The thirtysomething Jackson co-wrote, financed and starred in the picture, an ostensibly earnest story, inspired by the untimely death of one of the rapper’s friends from cancer, of a college football star who is stricken with lymphoma. At least I think it was lymphoma; cancer “of the chest” is the best we get from his oncologist, Ray Liotta, who is starting to resembled William Shatner in his late middle age. Our stricken tailback, played by Jackson himself in the most bogus Ricky Williams/Milli Vinilli dreadlock wig imaginable, losses massive amounts of weight, his series of co-ed hos, the nifty dreads and, inexplicably, his pigskin scholarship over a smash cut after the diagnosis. Jackson lost ninety pounds for the role which, as he admitted at a press conference the day after he sold out three screens at the multiplex simultaneously with this surely direct-to-video effort, he shed simply by consuming his Formula 50 vitamin water and little else.

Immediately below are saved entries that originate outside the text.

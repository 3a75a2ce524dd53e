// 该文件是 Tuili （推理） 项目的一部分。
// src/model.rs - 模型与结果对象
//
// 本文件根据 Apache 许可证第 2.0 版（以下简称“许可证”）授权使用；
// 除非遵守该许可证条款，否则您不得使用本文件。
// 您可通过以下网址获取许可证副本：
// http://www.apache.org/licenses/LICENSE-2.0
// 除非适用法律要求或书面同意，根据本许可协议分发的软件均按“原样”提供，
// 不附带任何形式的明示或暗示的保证或条件。
// 有关许可权限与限制的具体条款，请参阅本许可协议。
//
// Copyright (C) 2026 Johann Li <me@qinka.pro>, Wareless Group

use serde::Serialize;

pub trait Model {
  type Input;
  type Output;
  type Error;

  fn infer(&mut self, input: &Self::Input) -> Result<Self::Output, Self::Error>;
}

/// 归一化矩形，原点加宽高
#[derive(Debug, Clone, Copy, PartialEq, Serialize)]
pub struct Rect {
  pub x: f32,
  pub y: f32,
  pub width: f32,
  pub height: f32,
}

impl Rect {
  /// 由两个角点构造
  pub fn from_corners(xmin: f32, ymin: f32, xmax: f32, ymax: f32) -> Self {
    Self {
      x: xmin,
      y: ymin,
      width: xmax - xmin,
      height: ymax - ymin,
    }
  }

  /// 换算到像素坐标，按截断取整
  pub fn to_pixels(&self, width: usize, height: usize) -> PixelRect {
    let x = (self.x * width as f32) as i32;
    let y = (self.y * height as f32) as i32;
    PixelRect {
      x,
      y,
      width: (self.width * width as f32) as i32,
      height: (self.height * height as f32) as i32,
    }
  }
}

/// 像素矩形
#[derive(Debug, Clone, Copy, PartialEq, Eq, Serialize)]
pub struct PixelRect {
  pub x: i32,
  pub y: i32,
  pub width: i32,
  pub height: i32,
}

impl PixelRect {
  pub fn from_corners(xmin: i32, ymin: i32, xmax: i32, ymax: i32) -> Self {
    Self {
      x: xmin,
      y: ymin,
      width: xmax.saturating_sub(xmin),
      height: ymax.saturating_sub(ymin),
    }
  }

  pub fn clamp_to(&self, width: i32, height: i32) -> PixelRect {
    let x_min = self.x.clamp(0, width);
    let y_min = self.y.clamp(0, height);
    let x_max = self.x.saturating_add(self.width).clamp(0, width);
    let y_max = self.y.saturating_add(self.height).clamp(0, height);
    PixelRect::from_corners(x_min, y_min, x_max.max(x_min), y_max.max(y_min))
  }
}

/// 检测结果，坐标为图像比例
#[derive(Debug, Clone, Copy, PartialEq, Serialize)]
pub struct Detection {
  pub rect: Rect,
  pub label: u32,
  pub confidence: f32,
}

/// 检测结果，坐标为显示图像上的像素
#[derive(Debug, Clone, Copy, PartialEq, Serialize)]
pub struct PixelDetection {
  pub rect: PixelRect,
  pub label: u32,
  pub confidence: f32,
}

/// 关键点，坐标为图像比例
#[derive(Debug, Clone, Copy, PartialEq, Serialize)]
pub struct Keypoint {
  pub x: f32,
  pub y: f32,
  pub confidence: f32,
}

/// 分类结果
#[derive(Debug, Clone, Copy, PartialEq, Serialize)]
pub struct Classification {
  pub label: u32,
  pub confidence: f32,
}

mod skeleton;
pub use self::skeleton::{COCO_KEYPOINT_COUNT, COCO_SKELETON, KeypointIndex, Skeleton};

Things Fall Apart is singlehandedly the most risible movie ever about college football (which suddenly becomes arena football for no apparent reason, complete with cheerleaders on the actual field of play during the action), cancer, health care, sibling rivalry, the media environment (or lack their of) surrounding an elite athlete, single black mothers and perhaps black people period. Lynn Whitfield does her best to elevate the material as 50’s mom, but the cards are considerably stacked against her. By the time she’s throwing pans of fried chicken and crying hysterically on a pier after she’s been fired, via phone call, from a catering job that she took in order to pay for her ex-college football star’s health care costs, the gap between what the material intention of the film is and what response it actually engenders has grown so large that she’s literally consumed by it. 50, who has apparently secured slate financing for ten movies that he plans to produce and may star in, is a performer whose facial expressions seem to oscillate only between an open mouthed leer and something resembling a shit eating grin, but he is a formidable entrepreneur, which as we all known, is seemingly half of the battle in making these stabs at expression known as motion pictures. Asked if he wanted to move on to directing, he said, simply. “I don’t know about that. Directing is hard work man.” Amen.